The E Piongio scale contains 2 sharps (F#, C#). This scale does not follow a traditional major or minor key signature, so reading from sheet music may require accidentals.
Practice Routine
Set a metronome to 80 BPM and play the E Piongio scale in groups of four notes, shifting the starting note each repetition. This builds muscle memory across the entire scale range. After a week, try improvising short 4-bar phrases using only these notes.
Experiment with simple two-chord vamps rooted on E to let the characteristic intervals of the Piongio scale come through clearly.
Bass Tips
On bass, use the E Piongio scale to build walking bass lines by targeting chord tones on strong beats and using scale tones as approach notes. This is the foundation of functional bass playing.
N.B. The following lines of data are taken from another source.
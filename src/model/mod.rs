//! Component Tree Model
//!
//! Read-only views over the recursive component hierarchy: depth-first
//! flattening, id lookup, aggregate statistics, and a folder/file tree for
//! directory-style browsing. Everything here is derived data; the
//! underlying components are never mutated.
//!
//! The hierarchy comes from the backend and is not trusted blindly: the
//! traversal carries a depth cap and [`check_integrity`] rejects duplicate
//! ids before anything expensive (such as an export) runs on the tree.

pub mod path_tree;

use std::collections::HashSet;

use crate::types::{BridgeError, CodeComponent, ComponentType, Result};

/// Maximum nesting depth the traversal will follow. Source nesting is
/// practically class -> method; anything deeper than this is treated as
/// corrupt data.
pub const MAX_TREE_DEPTH: usize = 32;

/// Lazily walk every component in the tree, depth-first, parent before
/// children. The iterator is finite even on malformed input: descent stops
/// at [`MAX_TREE_DEPTH`].
pub fn flatten(components: &[CodeComponent]) -> Flatten<'_> {
    Flatten {
        stack: vec![components.iter()],
    }
}

/// Iterator returned by [`flatten`]
pub struct Flatten<'a> {
    stack: Vec<std::slice::Iter<'a, CodeComponent>>,
}

impl<'a> Iterator for Flatten<'a> {
    type Item = &'a CodeComponent;

    fn next(&mut self) -> Option<Self::Item> {
        loop {
            let top = self.stack.last_mut()?;
            match top.next() {
                Some(component) => {
                    if !component.method_components.is_empty()
                        && self.stack.len() < MAX_TREE_DEPTH
                    {
                        self.stack.push(component.method_components.iter());
                    }
                    return Some(component);
                }
                None => {
                    self.stack.pop();
                }
            }
        }
    }
}

/// Depth-first search for a component id, descending into
/// `method_components`. Returns the first match.
pub fn find_by_id<'a>(components: &'a [CodeComponent], id: &str) -> Option<&'a CodeComponent> {
    flatten(components).find(|c| c.id == id)
}

/// Verify the tree is safe to traverse exhaustively: unique ids everywhere
/// and nesting within [`MAX_TREE_DEPTH`]. Violations indicate corrupt
/// backend data and are reported to the user instead of looping or
/// overflowing.
pub fn check_integrity(components: &[CodeComponent]) -> Result<()> {
    fn walk<'a>(
        components: &'a [CodeComponent],
        depth: usize,
        seen: &mut HashSet<&'a str>,
    ) -> Result<()> {
        if depth > MAX_TREE_DEPTH {
            return Err(BridgeError::TreeIntegrity(format!(
                "component nesting exceeds the maximum depth of {MAX_TREE_DEPTH}"
            )));
        }
        for component in components {
            if !seen.insert(component.id.as_str()) {
                return Err(BridgeError::TreeIntegrity(format!(
                    "duplicate component id: {}",
                    component.id
                )));
            }
            walk(&component.method_components, depth + 1, seen)?;
        }
        Ok(())
    }

    walk(components, 1, &mut HashSet::new())
}

/// Aggregate counts over the flattened tree, as shown on the overview
/// dashboard.
#[derive(Debug, Clone, Default, PartialEq, Eq)]
pub struct ComponentStats {
    pub total_components: usize,
    pub classes: usize,
    /// Functions, methods and constructors together
    pub callables: usize,
    pub total_files: usize,
    pub total_folders: usize,
}

impl ComponentStats {
    pub fn collect(components: &[CodeComponent]) -> Self {
        let mut stats = Self::default();
        let mut files: HashSet<&str> = HashSet::new();
        let mut folders: HashSet<String> = HashSet::new();

        for component in flatten(components) {
            stats.total_components += 1;
            match component.component_type {
                ComponentType::Class => stats.classes += 1,
                ComponentType::Function | ComponentType::Method | ComponentType::Constructor => {
                    stats.callables += 1
                }
            }
            files.insert(component.relative_path.as_str());
            let segments = path_tree::split_path(&component.relative_path);
            if segments.len() > 1 {
                folders.insert(segments[..segments.len() - 1].join("/"));
            } else {
                folders.insert("root".to_string());
            }
        }

        stats.total_files = files.len();
        stats.total_folders = folders.len();
        stats
    }
}

// =============================================================================
// Tests
// =============================================================================

#[cfg(test)]
mod tests {
    use super::*;

    fn component(id: &str, path: &str) -> CodeComponent {
        serde_json::from_value(serde_json::json!({
            "id": id,
            "component_type": "function",
            "relative_path": path,
            "start_line": 1,
            "end_line": 2
        }))
        .unwrap()
    }

    fn class_with_methods(id: &str, path: &str, methods: &[&str]) -> CodeComponent {
        let mut class = component(id, path);
        class.component_type = ComponentType::Class;
        class.method_components = methods
            .iter()
            .map(|m| {
                let mut method = component(&format!("{id}.{m}"), path);
                method.component_type = ComponentType::Method;
                method
            })
            .collect();
        class
    }

    fn sample_tree() -> Vec<CodeComponent> {
        vec![
            class_with_methods("pkg.Store", "pkg/store.py", &["get", "put"]),
            component("pkg.run", "pkg/main.py"),
            class_with_methods("pkg.Cache", "pkg/cache.py", &["evict"]),
        ]
    }

    #[test]
    fn test_flatten_counts_and_order() {
        let tree = sample_tree();
        let ids: Vec<&str> = flatten(&tree).map(|c| c.id.as_str()).collect();
        // N top-level + sum of methods, parent always before its methods
        assert_eq!(
            ids,
            vec![
                "pkg.Store",
                "pkg.Store.get",
                "pkg.Store.put",
                "pkg.run",
                "pkg.Cache",
                "pkg.Cache.evict",
            ]
        );
    }

    #[test]
    fn test_flatten_is_restartable() {
        let tree = sample_tree();
        assert_eq!(flatten(&tree).count(), 6);
        assert_eq!(flatten(&tree).count(), 6);
    }

    #[test]
    fn test_find_by_id_nested_and_absent() {
        let tree = sample_tree();
        assert_eq!(find_by_id(&tree, "pkg.Cache.evict").unwrap().id, "pkg.Cache.evict");
        assert_eq!(find_by_id(&tree, "pkg.run").unwrap().id, "pkg.run");
        assert!(find_by_id(&tree, "pkg.missing").is_none());
    }

    #[test]
    fn test_integrity_accepts_valid_tree() {
        assert!(check_integrity(&sample_tree()).is_ok());
    }

    #[test]
    fn test_integrity_rejects_duplicate_ids() {
        let mut tree = sample_tree();
        tree.push(component("pkg.run", "pkg/other.py"));
        let err = check_integrity(&tree).unwrap_err();
        assert!(err.to_string().contains("pkg.run"));
    }

    #[test]
    fn test_integrity_rejects_excessive_depth() {
        let mut node = component("leaf", "deep.py");
        for i in 0..(MAX_TREE_DEPTH + 1) {
            let mut parent = component(&format!("level{i}"), "deep.py");
            parent.method_components = vec![node];
            node = parent;
        }
        assert!(check_integrity(std::slice::from_ref(&node)).is_err());
    }

    #[test]
    fn test_flatten_depth_cap_terminates() {
        let mut node = component("leaf", "deep.py");
        for i in 0..(MAX_TREE_DEPTH * 2) {
            let mut parent = component(&format!("level{i}"), "deep.py");
            parent.method_components = vec![node];
            node = parent;
        }
        let tree = vec![node];
        // Must terminate; entries beyond the cap are simply not visited.
        assert!(flatten(&tree).count() <= MAX_TREE_DEPTH + 1);
    }

    #[test]
    fn test_stats_collect() {
        let stats = ComponentStats::collect(&sample_tree());
        assert_eq!(stats.total_components, 6);
        assert_eq!(stats.classes, 2);
        assert_eq!(stats.callables, 4);
        assert_eq!(stats.total_files, 3);
        assert_eq!(stats.total_folders, 1);
    }
}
The E Piongio scale contains 6 notes (E, F#, A, B, C#, D). Use the interactive fretboard above to explore this scale on Bass with different tunings and fret ranges.
CAGED Positions & Patterns for E Piongio
The E Piongio scale can be played in 5 CAGED positions across the fretboard, each based on an open chord shape (C, A, G, E, D). As a 6-note pentatonic scale, 2-notes-per-string patterns are the most ergonomic way to traverse the fretboard. Use the pattern selector above to isolate each position.